I'm getting an internal compiler on the following input (found by fuzz-rustc):

"\u\\"

error: incorrect unicode escape sequence
 --> main.rs:1:2
  |
1 | "\u\\"
  |  ^^^ incorrect unicode escape sequence
  |
  = help: format of unicode escape sequences is `\u{...}`

thread 'rustc' panicked at 'lexer accepted unterminated literal with trailing slash', src/libsyntax/parse/unescape_error_reporting.rs:194:13
stack backtrace:
   0: std::panicking::default_hook::{{closure}}
   1: std::panicking::default_hook
   2: rustc::util::common::panic_hook
   3: std::panicking::rust_panic_with_hook
   4: std::panicking::begin_panic
   5: syntax::parse::unescape_error_reporting::emit_unescape_error
   6: syntax::parse::unescape::unescape_str
   7: syntax::parse::lexer::StringReader::try_next_token
   8: syntax::parse::lexer::StringReader::next_token
   9: syntax::parse::lexer::tokentrees::TokenTreesReader::parse_all_token_trees
  10: syntax::parse::lexer::tokentrees::<impl syntax::parse::lexer::StringReader>::into_token_trees
  11: syntax::parse::maybe_file_to_stream
  12: syntax::parse::maybe_source_file_to_parser
  13: syntax::parse::source_file_to_parser
  14: syntax::parse::parse_crate_from_file
  15: rustc_interface::passes::parse::{{closure}}
  16: rustc::util::common::time
  17: rustc_interface::passes::parse
  18: rustc_interface::queries::Query<T>::compute
  19: rustc_interface::queries::<impl rustc_interface::interface::Compiler>::parse
  20: rustc_interface::interface::run_compiler_in_existing_thread_pool
  21: std::thread::local::LocalKey<T>::with
  22: syntax::with_globals
note: Some details are omitted, run with `RUST_BACKTRACE=full` for a verbose backtrace.
query stack during panic:
end of query stack
error: aborting due to previous error


error: internal compiler error: unexpected panic

note: the compiler unexpectedly panicked. this is a bug.

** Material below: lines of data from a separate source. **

use chrono::NaiveDate;
use clap::{Parser, Subcommand};
use std::path::PathBuf;
use tracing_subscriber::{layer::SubscriberExt, util::SubscriberInitExt};

use certforge::assets::{AssetCategory, AssetLoader};
use certforge::models::{AppConfig, CertificateRecord, LayoutSpec};
use certforge::server;
use certforge::services::CertificateService;

#[derive(Parser)]
#[command(name = "certforge")]
#[command(about = "Certforge - renders certificates onto a template as JPEG and PDF")]
struct Cli {
    #[command(subcommand)]
    command: Option<Commands>,
}

#[derive(Subcommand)]
enum Commands {
    /// Start the HTTP server
    Serve,
    /// Render one certificate (JPEG and PDF) without starting the server
    Render {
        #[arg(long)]
        serial: String,

        #[arg(long)]
        participant: String,

        #[arg(long)]
        activity: String,

        #[arg(long)]
        examiner: String,

        #[arg(long)]
        examiner_position: String,

        #[arg(long)]
        company_code: String,

        /// Issue date (YYYY-MM-DD), today when omitted
        #[arg(long)]
        date: Option<NaiveDate>,

        /// Signature image (PNG or JPEG)
        #[arg(long)]
        signature: Option<PathBuf>,

        /// Output directory, the configured content directory by default
        #[arg(short, long)]
        output: Option<PathBuf>,
    },
    /// Load configuration and layout, check the template and the render engine
    Check,
    /// Extract embedded assets to filesystem for customization
    Init {
        /// Target directory
        #[arg(default_value = ".")]
        dir: PathBuf,

        /// Extract config.yaml
        #[arg(long)]
        config: bool,

        /// Extract layout.yaml
        #[arg(long)]
        layout: bool,

        /// Extract the overlay template
        #[arg(long)]
        overlay: bool,

        /// Overwrite existing files
        #[arg(long, short)]
        force: bool,

        /// List embedded assets without extracting
        #[arg(long)]
        list: bool,
    },
}

#[tokio::main]
async fn main() -> anyhow::Result<()> {
    let cli = Cli::parse();

    match cli.command {
        Some(Commands::Render {
            serial,
            participant,
            activity,
            examiner,
            examiner_position,
            company_code,
            date,
            signature,
            output,
        }) => {
            let record = CertificateRecord {
                serial_number: serial,
                participant_name: participant,
                activity,
                examiner_name: examiner,
                examiner_position,
                company_code,
                date_issued: date.unwrap_or_else(|| chrono::Local::now().date_naive()),
                signature_image_path: signature,
            };
            run_render_command(record, output).await
        }
        Some(Commands::Check) => run_check_command().await,
        Some(Commands::Init {
            dir,
            config,
            layout,
            overlay,
            force,
            list,
        }) => run_init_command(dir, config, layout, overlay, force, list),
        Some(Commands::Serve) | None => run_server().await,
    }
}

fn init_tracing(default_filter: &str, with_time: bool) {
    let filter = tracing_subscriber::EnvFilter::try_from_default_env()
        .unwrap_or_else(|_| default_filter.into());
    let registry = tracing_subscriber::registry().with(filter);
    if with_time {
        registry.with(tracing_subscriber::fmt::layer()).init();
    } else {
        registry
            .with(tracing_subscriber::fmt::layer().without_time())
            .init();
    }
}

/// Asset loader with optional external paths from env vars
fn asset_loader_from_env() -> AssetLoader {
    let config_file = std::env::var("CONFIG_FILE").ok().map(PathBuf::from);
    let layout_file = std::env::var("LAYOUT_FILE").ok().map(PathBuf::from);
    let overlay_file = std::env::var("OVERLAY_FILE").ok().map(PathBuf::from);
    AssetLoader::new(config_file, layout_file).with_overlay_file(overlay_file)
}

/// Render a certificate directly to files (no server needed)
async fn run_render_command(
    record: CertificateRecord,
    output: Option<PathBuf>,
) -> anyhow::Result<()> {
    init_tracing("certforge=warn", false);

    let loader = asset_loader_from_env();
    let mut config = AppConfig::load_from_assets(&loader);
    if let Some(dir) = output {
        config.content_dir = dir;
    }
    let loader = loader.with_layout_fallback(config.layout_file.clone());
    let service = CertificateService::from_config(&config, &loader)?;

    let generated = service.generate_certificate(record, true).await?;

    println!("Rendered {}", generated.raster.path.display());
    println!("Rendered {}", generated.pdf.path.display());
    Ok(())
}

/// Report configuration and verify everything a render needs
async fn run_check_command() -> anyhow::Result<()> {
    init_tracing("certforge=warn", false);

    const VERSION: &str = env!("CARGO_PKG_VERSION");
    println!("Certforge v{VERSION}\n");

    let loader = asset_loader_from_env();
    let config = AppConfig::load_from_assets(&loader);
    let loader = loader.with_layout_fallback(config.layout_file.clone());

    println!("Configuration:");
    println!(
        "  CONFIG_FILE   = {}",
        std::env::var("CONFIG_FILE").unwrap_or_else(|_| "(embedded)".to_string())
    );
    println!(
        "  OVERLAY_FILE  = {}",
        std::env::var("OVERLAY_FILE").unwrap_or_else(|_| "(embedded)".to_string())
    );
    println!("  content_dir   = {}", config.content_dir.display());
    println!("  template_path = {}", config.template_path.display());
    println!(
        "  layout_file   = {}",
        config
            .layout_file
            .as_ref()
            .map(|p| p.display().to_string())
            .unwrap_or_else(|| "(embedded)".to_string())
    );
    println!(
        "  fonts_dir     = {}",
        config
            .fonts_dir
            .as_ref()
            .map(|p| p.display().to_string())
            .unwrap_or_else(|| "(system fonts only)".to_string())
    );

    let layout = LayoutSpec::load_from_assets(&loader)?;
    println!("\nLayout version {}: OK", layout.version);

    let service = CertificateService::from_config(&config, &loader)?;
    let mut healthy = true;

    match service.check_template().await {
        Ok(()) => println!("Template: OK"),
        Err(e) => {
            println!("Template: {e}");
            healthy = false;
        }
    }

    match service.pipeline().compositor().warm_up().await {
        Ok(()) => println!("Render engine: OK"),
        Err(e) => {
            println!("Render engine: FAILED ({e})");
            healthy = false;
        }
    }

    if !healthy {
        anyhow::bail!("certforge is not ready to render");
    }
    Ok(())
}

/// Extract embedded assets to filesystem
fn run_init_command(
    dir: PathBuf,
    config: bool,
    layout: bool,
    overlay: bool,
    force: bool,
    list: bool,
) -> anyhow::Result<()> {
    if list {
        println!("Embedded assets:");
        for f in AssetLoader::list_embedded() {
            println!("  {f}");
        }
        return Ok(());
    }

    let mut categories = Vec::new();
    if config {
        categories.push(AssetCategory::Config);
    }
    if layout {
        categories.push(AssetCategory::Layout);
    }
    if overlay {
        categories.push(AssetCategory::Overlay);
    }
    if categories.is_empty() {
        categories.extend(AssetCategory::ALL);
    }

    let report = AssetLoader::init(&dir, &categories, force)?;

    if !report.written.is_empty() {
        println!("Extracted {} files:", report.written.len());
        for f in &report.written {
            println!("  + {f}");
        }
    }
    if !report.skipped.is_empty() {
        println!(
            "\nSkipped {} existing files (use --force to overwrite):",
            report.skipped.len()
        );
        for f in &report.skipped {
            println!("  - {f}");
        }
    }

    Ok(())
}

/// Run the HTTP server
async fn run_server() -> anyhow::Result<()> {
    init_tracing("certforge=info,tower_http=info", true);

    let asset_loader = asset_loader_from_env();
    let state = server::create_app_state(&asset_loader)?;
    let bind_addr = format!("0.0.0.0:{}", state.config.port);

    tracing::info!(
        content_dir = %state.config.content_dir.display(),
        template = %state.config.template_path.display(),
        "Certificate storage configured"
    );

    // A missing template is logged; the server still starts
    let _ = state.service.check_template().await;
    if let Err(e) = state.service.pipeline().compositor().warm_up().await {
        tracing::warn!(error = %e, "Render engine failed to start, will retry on first request");
    }

    let app = server::build_router(state);

    let listener = tokio::net::TcpListener::bind(&bind_addr).await?;
    tracing::info!(addr = %bind_addr, "Certforge server listening");

    axum::serve(listener, app).await?;

    Ok(())
}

note: we would appreciate a bug report: https://github.com/rust-lang/rust/blob/master/CONTRIBUTING.md#bug-reports

note: rustc 1.38.0-nightly (e649e9034 2019-07-22) running on x86_64-apple-darwin

I'm seeing the error on nightly, beta, and stable.

The text was updated successfully, but these errors were encountered:

@petrochenkov

Always emit trailing slash error Fix rust-lang#62913. r? @petrochenkov

Note that from_token_lit was looking for errors but never finding them! - issue-62913.rs: The structure and output changed a bit. Issue rust-lang#62913 was about an ICE due to an unterminated string literal, so the new version should be good enough. - literals-are-validated-before-expansion.rs: this tests exactly the behaviour that has been changed. XXX: insert a new test covering more of that

Note that from_token_lit was looking for errors but never finding them! - issue-62913.rs: The structure and output changed a bit. Issue rust-lang#62913 was about an ICE due to an unterminated string literal, so the new version should be good enough. - literals-are-validated-before-expansion.rs: this tests exactly the behaviour that has been changed. XXX: insert a new test covering more of that - XXX: explain the tests that needed to be split - XXX: tests/ui/parser/unicode-control-codepoints.rs: just reordered errors - XXX: tests/rustdoc-ui/ignore-block-help.rs: relies on a parsing error occurring. The error present was an unescaping error, which is now delayed to after parsing. So the commit changes it to an "unterminated character literal" error which still occurs during parsing.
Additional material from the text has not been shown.